Dr. Oates is not contended to have practiced any fraud on Lela Van Winkle, but it is contended that, by reason of his relationship to her, he unduly influenced her in the premises. There is nothing in the record tending to show that he said or did anything to cause her to sell the land against her will. While he had gone there for the purpose of purchasing the land for his wife, he did so after receiving a letter from the financial adviser of Lela Van Winkle, informing him that she wished to sell the land. There was no relation of trust or confidence between the parties, and no reason why Lela Van Winkle should have been unduly influenced by the mere presence of Dr.

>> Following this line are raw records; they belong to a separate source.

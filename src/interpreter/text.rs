//! 文字列を UTF-16 コード単位として扱うための補助。

pub fn units(s: &str) -> Vec<u16> {
    s.encode_utf16().collect()
}

pub fn len(s: &str) -> usize {
    s.encode_utf16().count()
}

pub fn from_units(units: &[u16]) -> String {
    String::from_utf16_lossy(units)
}

/// `[start, end)` のコード単位範囲を切り出す。
pub fn slice(s: &str, start: usize, end: usize) -> String {
    let u = units(s);
    let end = end.min(u.len());
    if start >= end {
        return String::new();
    }
    from_units(&u[start..end])
}

/// `needle` が最初に現れるコード単位位置（`from` 以降）。
pub fn index_of(haystack: &str, needle: &str, from: usize) -> Option<usize> {
    let h = units(haystack);
    let n = units(needle);
    if n.is_empty() {
        return Some(from.min(h.len()));
    }
    if n.len() > h.len() {
        return None;
    }
    (from..=h.len() - n.len()).find(|&i| h[i..i + n.len()] == n[..])
}

pub fn last_index_of(haystack: &str, needle: &str) -> Option<usize> {
    let h = units(haystack);
    let n = units(needle);
    if n.len() > h.len() {
        return None;
    }
    (0..=h.len() - n.len()).rev().find(|&i| h[i..i + n.len()] == n[..])
}

/// 相対位置（負数は末尾から）を `[0, len]` に収める。
pub fn relative_index(value: f64, len: usize) -> usize {
    let len_f = len as f64;
    let v = if value.is_nan() { 0.0 } else { value.trunc() };
    if v < 0.0 {
        (len_f + v).max(0.0) as usize
    } else {
        v.min(len_f) as usize
    }
}

/// バイト位置を UTF-16 位置へ変換する。
pub fn byte_to_unit_offset(s: &str, byte: usize) -> usize {
    s[..byte.min(s.len())].encode_utf16().count()
}

/// UTF-16 位置をバイト位置へ変換する（文字境界に丸める）。
pub fn unit_to_byte_offset(s: &str, unit: usize) -> usize {
    let mut count = 0;
    for (i, ch) in s.char_indices() {
        if count >= unit {
            return i;
        }
        count += ch.len_utf16();
    }
    s.len()
}

#[cfg(test)]
mod tests {
    use super::*;

    #[test]
    /// サロゲートペアは 2 単位として数える。
    fn surrogate_pairs_count_twice() {
        assert_eq!(len("a\u{1F600}"), 3);
        assert_eq!(slice("hello", 1, 3), "el");
        assert_eq!(index_of("abcabc", "c", 3), Some(5));
        assert_eq!(last_index_of("abcabc", "ab"), Some(3));
        assert_eq!(relative_index(-2.0, 5), 3);
        assert_eq!(unit_to_byte_offset("\u{e9}x", 1), 2);
    }
}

Oates. *989
As we have already seen, the land was sold for an adequate consideration, and Lela Van Winkle had evidently made up her mind in advance of seeing Dr. Oates that she wished to sell the land. It was not a jumped-up transaction, in which she acted hastily and without any advice upon the subject. She had contemplated selling the land for some time, and the sale was made to one of the parties to whom she had written concerning the purchase of the land. The burden was upon appellants to establish mental incapacity upon the part of the grantor, or that she was induced to execute the deed by undue influence. Atwood v. Ballard,
It is well settled in the cases above cited, and in many others that might be cited, that, if a person has mental capacity to execute a deed, in the absence of fraud or undue influence, mental weakness, whether produced by old age or other physical infirmities, will not invalidate the deed. Pledger v. Birkhead,
It cannot be said that the findings of fact by the chancellor are against the preponderance of the evidence, and therefore, under the settled rule of this court, the decree will be affirmed.